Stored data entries

◇ ◇ ◇ ◇ ◇

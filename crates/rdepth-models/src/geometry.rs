//! Image-plane geometry for annotated objects and mask regions.

use schemars::JsonSchema;
use serde::{Deserialize, Serialize};

/// Axis-aligned box in pixel coordinates.
#[derive(Debug, Clone, Copy, PartialEq, Serialize, Deserialize, JsonSchema)]
pub struct BoundingBox {
    /// Left edge x-coordinate
    pub x: f64,
    /// Top edge y-coordinate
    pub y: f64,
    /// Box width
    pub width: f64,
    /// Box height
    pub height: f64,
}

impl BoundingBox {
    /// Create a new bounding box.
    pub fn new(x: f64, y: f64, width: f64, height: f64) -> Self {
        Self { x, y, width, height }
    }

    /// Right edge x-coordinate.
    #[inline]
    pub fn x2(&self) -> f64 {
        self.x + self.width
    }

    /// Bottom edge y-coordinate.
    #[inline]
    pub fn y2(&self) -> f64 {
        self.y + self.height
    }

    /// Box area in pixels.
    #[inline]
    pub fn area(&self) -> f64 {
        self.width.max(0.0) * self.height.max(0.0)
    }

    /// Check whether two boxes share any area.
    pub fn intersects(&self, other: &BoundingBox) -> bool {
        self.x < other.x2() && other.x < self.x2() && self.y < other.y2() && other.y < self.y2()
    }

    /// Smallest box containing all points. `None` for an empty slice.
    pub fn enclosing(points: &[Point]) -> Option<BoundingBox> {
        if points.is_empty() {
            return None;
        }

        let x = points.iter().map(|p| p.x).fold(f64::INFINITY, f64::min);
        let y = points.iter().map(|p| p.y).fold(f64::INFINITY, f64::min);
        let x2 = points.iter().map(|p| p.x).fold(f64::NEG_INFINITY, f64::max);
        let y2 = points.iter().map(|p| p.y).fold(f64::NEG_INFINITY, f64::max);

        Some(BoundingBox::new(x, y, x2 - x, y2 - y))
    }
}

/// Point in pixel coordinates.
#[derive(Debug, Clone, Copy, PartialEq, Serialize, Deserialize, JsonSchema)]
pub struct Point {
    pub x: f64,
    pub y: f64,
}

impl Point {
    pub fn new(x: f64, y: f64) -> Self {
        Self { x, y }
    }
}

/// Oriented 3D box in the ego frame.
#[derive(Debug, Clone, Copy, PartialEq, Serialize, Deserialize, JsonSchema)]
pub struct Box3d {
    /// Center (x, y, z) in meters
    pub center: [f64; 3],
    /// Size (width, length, height) in meters
    pub size: [f64; 3],
    /// Heading around the z axis in radians
    pub yaw: f64,
}

/// Geometry handed to mask rasterization.
#[derive(Debug, Clone, PartialEq, Serialize, Deserialize, JsonSchema)]
#[serde(tag = "kind", rename_all = "snake_case")]
pub enum MaskRegion {
    Rect { rect: BoundingBox },
    Polygon { points: Vec<Point> },
}

impl MaskRegion {
    /// Axis-aligned rectangle enclosing the region.
    pub fn bounding_rect(&self) -> Option<BoundingBox> {
        match self {
            MaskRegion::Rect { rect } => Some(*rect),
            MaskRegion::Polygon { points } => BoundingBox::enclosing(points),
        }
    }

    /// Replace the region with its enclosing rectangle.
    pub fn boxified(&self) -> MaskRegion {
        match self.bounding_rect() {
            Some(rect) => MaskRegion::Rect { rect },
            None => self.clone(),
        }
    }
}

◇ ◇ ◇ ◇ ◇

DIRECTIONS: A word-for-word copy of the lines above from the one with "pub fn new(x: f64, y: f64, width: f64, height: f64)" through the one with "let x2 = points.iter().map(|p|", inclusive, is the only output wanted.

WRITTEN SOLUTION:
    pub fn new(x: f64, y: f64, width: f64, height: f64) -> Self {
        Self { x, y, width, height }
    }

    /// Right edge x-coordinate.
    #[inline]
    pub fn x2(&self) -> f64 {
        self.x + self.width
    }

    /// Bottom edge y-coordinate.
    #[inline]
    pub fn y2(&self) -> f64 {
        self.y + self.height
    }

    /// Box area in pixels.
    #[inline]
    pub fn area(&self) -> f64 {
        self.width.max(0.0) * self.height.max(0.0)
    }

    /// Check whether two boxes share any area.
    pub fn intersects(&self, other: &BoundingBox) -> bool {
        self.x < other.x2() && other.x < self.x2() && self.y < other.y2() && other.y < self.y2()
    }

    /// Smallest box containing all points. `None` for an empty slice.
    pub fn enclosing(points: &[Point]) -> Option<BoundingBox> {
        if points.is_empty() {
            return None;
        }

        let x = points.iter().map(|p| p.x).fold(f64::INFINITY, f64::min);
        let y = points.iter().map(|p| p.y).fold(f64::INFINITY, f64::min);
        let x2 = points.iter().map(|p| p.x).fold(f64::NEG_INFINITY, f64::max);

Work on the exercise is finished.